An understanding of this background is essential for anyone wishing to come to terms with yesterday’s speech in the City of London by the French prime minister, François Fillon. Most of the guests listening to Mr Fillon would surely have expected at the very least a substantial measure of alarm and contrition in the wake of the devastating setbacks for eurozone countries such as Greece and Ireland over recent months.
Yet there was no sign of retreat, or even judicious contemplation. Mr Fillon could hardly have been more bullish, upbeat or confident. “Europe is at a historic turning point,” declared the unchastened French premier. “The real question right now is whether to keep building on this adventure, or whether we leave it at that.”

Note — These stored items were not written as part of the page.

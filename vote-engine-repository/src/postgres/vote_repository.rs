//! PostgreSQL implementation of the vote repository.
//!
//! Provides a production PostgreSQL backend for the `VoteRepository` trait
//! with connection pooling and transaction safety.
//!
//! ## Database Tables
//!
//! - `users`: account rows carrying the stored reputation
//! - `tickets` / `replies`: content items with denormalized vote counters
//! - `user_votes_tickets` / `user_votes_replies`: one vote row per
//!   (user, item), keyed by a composite primary key
//!
//! Ticket and reply handling share one code path; the item kind only selects
//! the table and column names. Counter adjustments are relative SQL updates
//! clamped with `GREATEST`, never application-level read-modify-write.
use async_trait::async_trait;
use sqlx::Row;
use tracing::debug;
use vote_engine_shared::types::{
    ItemId, ItemKind, UserId, VoteCounts, VoteMutation, VoteRecord, VoteType, VoteWrite,
};

use crate::{VoteRepository, VoteRepositoryError};

/// Embedded schema migrations, applied by `PostgresVoteRepository::migrate`.
pub static MIGRATOR: sqlx::migrate::Migrator = sqlx::migrate!("src/postgres/migrations");

/// PostgreSQL implementation of the vote repository.
///
/// Holds a `sqlx::PgPool`; every transition runs in its own transaction so a
/// vote row write and its counter adjustment commit together or not at all.
pub struct PostgresVoteRepository {
    pool: sqlx::PgPool,
}

fn items_table(kind: ItemKind) -> &'static str {
    match kind {
        ItemKind::Ticket => "tickets",
        ItemKind::Reply => "replies",
    }
}

fn votes_table(kind: ItemKind) -> &'static str {
    match kind {
        ItemKind::Ticket => "user_votes_tickets",
        ItemKind::Reply => "user_votes_replies",
    }
}

fn item_column(kind: ItemKind) -> &'static str {
    match kind {
        ItemKind::Ticket => "ticket_id",
        ItemKind::Reply => "reply_id",
    }
}

fn vote_type_to_i16(vote_type: VoteType) -> i16 {
    match vote_type {
        VoteType::Up => 0,
        VoteType::Down => 1,
    }
}

fn vote_type_from_i16(value: i16) -> Result<VoteType, VoteRepositoryError> {
    match value {
        0 => Ok(VoteType::Up),
        1 => Ok(VoteType::Down),
        other => Err(VoteRepositoryError::InvalidVoteType(other)),
    }
}

fn is_unique_violation(error: &sqlx::Error) -> bool {
    match error {
        sqlx::Error::Database(db) => db.code().as_deref() == Some("23505"),
        _ => false,
    }
}

impl PostgresVoteRepository {
    /// Creates a new PostgreSQL repository instance.
    ///
    /// # Arguments
    ///
    /// * `pool` - Configured PostgreSQL connection pool with required schema
    pub async fn new(pool: sqlx::PgPool) -> Result<Self, VoteRepositoryError> {
        Ok(Self { pool })
    }

    /// Runs the embedded schema migrations against the given pool.
    pub async fn migrate(pool: &sqlx::PgPool) -> Result<(), VoteRepositoryError> {
        MIGRATOR.run(pool).await?;
        Ok(())
    }
}

#[async_trait]
impl VoteRepository for PostgresVoteRepository {
    async fn user_exists(&self, user_id: UserId) -> Result<bool, VoteRepositoryError> {
        let exists = sqlx::query_scalar::<_, bool>("SELECT EXISTS(SELECT 1 FROM users WHERE id = $1)")
            .bind(user_id)
            .fetch_one(&self.pool)
            .await?;
        Ok(exists)
    }

    async fn item_exists(&self, item_id: ItemId, kind: ItemKind) -> Result<bool, VoteRepositoryError> {
        let sql = format!(
            "SELECT EXISTS(SELECT 1 FROM {} WHERE id = $1)",
            items_table(kind)
        );
        let exists = sqlx::query_scalar::<_, bool>(&sql)
            .bind(item_id)
            .fetch_one(&self.pool)
            .await?;
        Ok(exists)
    }

    async fn item_author(&self, item_id: ItemId, kind: ItemKind) -> Result<Option<UserId>, VoteRepositoryError> {
        let sql = format!("SELECT author_id FROM {} WHERE id = $1", items_table(kind));
        let row = sqlx::query(&sql)
            .bind(item_id)
            .fetch_optional(&self.pool)
            .await?;

        match row {
            Some(row) => Ok(row.try_get::<Option<i64>, _>("author_id")?),
            None => Ok(None),
        }
    }

    async fn get_vote(
        &self,
        user_id: UserId,
        item_id: ItemId,
        kind: ItemKind,
    ) -> Result<Option<VoteType>, VoteRepositoryError> {
        let sql = format!(
            "SELECT vote_type FROM {} WHERE user_id = $1 AND {} = $2",
            votes_table(kind),
            item_column(kind)
        );
        let stored = sqlx::query_scalar::<_, i16>(&sql)
            .bind(user_id)
            .bind(item_id)
            .fetch_optional(&self.pool)
            .await?;

        stored.map(vote_type_from_i16).transpose()
    }

    /// Applies the vote-row write and the counter adjustment in one
    /// transaction.
    ///
    /// The row write is conditional on the vote state the engine observed:
    /// inserts surface the composite-key unique violation, updates and
    /// deletes require the stored `vote_type` to still match. Either case
    /// aborts the transaction with `Conflict` before any counter is touched,
    /// so a racing request can be retried from scratch.
    async fn apply_transition(
        &self,
        user_id: UserId,
        item_id: ItemId,
        kind: ItemKind,
        mutation: &VoteMutation,
    ) -> Result<(), VoteRepositoryError> {
        let votes = votes_table(kind);
        let column = item_column(kind);

        let mut tx = self.pool.begin().await?;

        match mutation.write {
            VoteWrite::Insert(vote_type) => {
                let sql = format!(
                    "INSERT INTO {votes} (user_id, {column}, vote_type) VALUES ($1, $2, $3)"
                );
                let result = sqlx::query(&sql)
                    .bind(user_id)
                    .bind(item_id)
                    .bind(vote_type_to_i16(vote_type))
                    .execute(&mut *tx)
                    .await;
                match result {
                    Ok(_) => {}
                    Err(error) if is_unique_violation(&error) => {
                        debug!(user_id, item_id, kind = %kind, "vote insert lost a race");
                        return Err(VoteRepositoryError::Conflict);
                    }
                    Err(error) => return Err(error.into()),
                }
            }
            VoteWrite::Update { from, to } => {
                let sql = format!(
                    "UPDATE {votes} SET vote_type = $3 WHERE user_id = $1 AND {column} = $2 AND vote_type = $4"
                );
                let result = sqlx::query(&sql)
                    .bind(user_id)
                    .bind(item_id)
                    .bind(vote_type_to_i16(to))
                    .bind(vote_type_to_i16(from))
                    .execute(&mut *tx)
                    .await?;
                if result.rows_affected() == 0 {
                    return Err(VoteRepositoryError::Conflict);
                }
            }
            VoteWrite::Delete { previous } => {
                let sql = format!(
                    "DELETE FROM {votes} WHERE user_id = $1 AND {column} = $2 AND vote_type = $3"
                );
                let result = sqlx::query(&sql)
                    .bind(user_id)
                    .bind(item_id)
                    .bind(vote_type_to_i16(previous))
                    .execute(&mut *tx)
                    .await?;
                if result.rows_affected() == 0 {
                    return Err(VoteRepositoryError::Conflict);
                }
            }
        }

        let sql = format!(
            "UPDATE {} SET upvotes = GREATEST(upvotes + $2, 0), downvotes = GREATEST(downvotes + $3, 0) WHERE id = $1",
            items_table(kind)
        );
        sqlx::query(&sql)
            .bind(item_id)
            .bind(mutation.upvote_delta)
            .bind(mutation.downvote_delta)
            .execute(&mut *tx)
            .await?;

        tx.commit().await?;
        Ok(())
    }

    async fn user_votes(&self, user_id: UserId, kind: ItemKind) -> Result<Vec<VoteRecord>, VoteRepositoryError> {
        let sql = format!(
            "SELECT {} AS item_id, vote_type FROM {} WHERE user_id = $1",
            item_column(kind),
            votes_table(kind)
        );
        let rows = sqlx::query(&sql)
            .bind(user_id)
            .fetch_all(&self.pool)
            .await?;

        let mut records = Vec::with_capacity(rows.len());
        for row in rows {
            records.push(VoteRecord {
                user_id,
                item_id: row.try_get("item_id")?,
                item_kind: kind,
                vote_type: vote_type_from_i16(row.try_get("vote_type")?)?,
            });
        }
        Ok(records)
    }

    async fn sum_authored_counts(&self, user_id: UserId) -> Result<VoteCounts, VoteRepositoryError> {
        let mut counts = VoteCounts::default();
        for kind in ItemKind::ALL {
            let sql = format!(
                "SELECT COALESCE(SUM(upvotes), 0)::BIGINT AS upvotes, \
                 COALESCE(SUM(downvotes), 0)::BIGINT AS downvotes \
                 FROM {} WHERE author_id = $1",
                items_table(kind)
            );
            let row = sqlx::query(&sql)
                .bind(user_id)
                .fetch_one(&self.pool)
                .await?;
            counts.upvotes += row.try_get::<i64, _>("upvotes")?;
            counts.downvotes += row.try_get::<i64, _>("downvotes")?;
        }
        Ok(counts)
    }

    async fn read_reputation(&self, user_id: UserId) -> Result<Option<i16>, VoteRepositoryError> {
        let reputation = sqlx::query_scalar::<_, i16>("SELECT reputation FROM users WHERE id = $1")
            .bind(user_id)
            .fetch_optional(&self.pool)
            .await?;
        Ok(reputation)
    }

    async fn write_reputation(&self, user_id: UserId, value: i16) -> Result<(), VoteRepositoryError> {
        sqlx::query("UPDATE users SET reputation = $2 WHERE id = $1")
            .bind(user_id)
            .bind(value)
            .execute(&self.pool)
            .await?;
        Ok(())
    }

    async fn list_authors(&self) -> Result<Vec<UserId>, VoteRepositoryError> {
        let sql = ItemKind::ALL
            .iter()
            .map(|kind| {
                format!(
                    "SELECT author_id FROM {} WHERE author_id IS NOT NULL",
                    items_table(*kind)
                )
            })
            .collect::<Vec<_>>()
            .join(" UNION ");
        let authors = sqlx::query_scalar::<_, i64>(&sql)
            .fetch_all(&self.pool)
            .await?;
        Ok(authors)
    }
}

His answer could not have been clearer: “We are going to move towards greater integration.” That means a deepening of the common social and economic regime which already binds Europe – as well as one potent extra element. Governments are to be stripped of their ability to tax and spend according to the democratic demands of their own voters. Instead (though Mr Fillon did not explain this), their budgets will be set for them by a greatly empowered common European government in Brussels.
It must be acknowledged that, strictly within his own terms, Mr Fillon is right. There is only one way to save the euro, and it is finally to resolve the problem so lucidly analysed by Mrs Thatcher in her conversations with Mr Delors 20 years ago. Europe cannot survive with a single currency but a pluralist and diverse political system. So long as member states enjoy local autonomy, the currency is guaranteed to collapse. The euro will only survive if the power of national governments is destroyed.
It is this basic fact which makes the year 2011 such a critical year in the history of Europe – or “a historic turning point”, to use Mr Fillon’s potent phrase. European leaders have no choice but to act at once. If they leave political and economic structures as they are, the single currency will collapse very quickly and the European project will follow.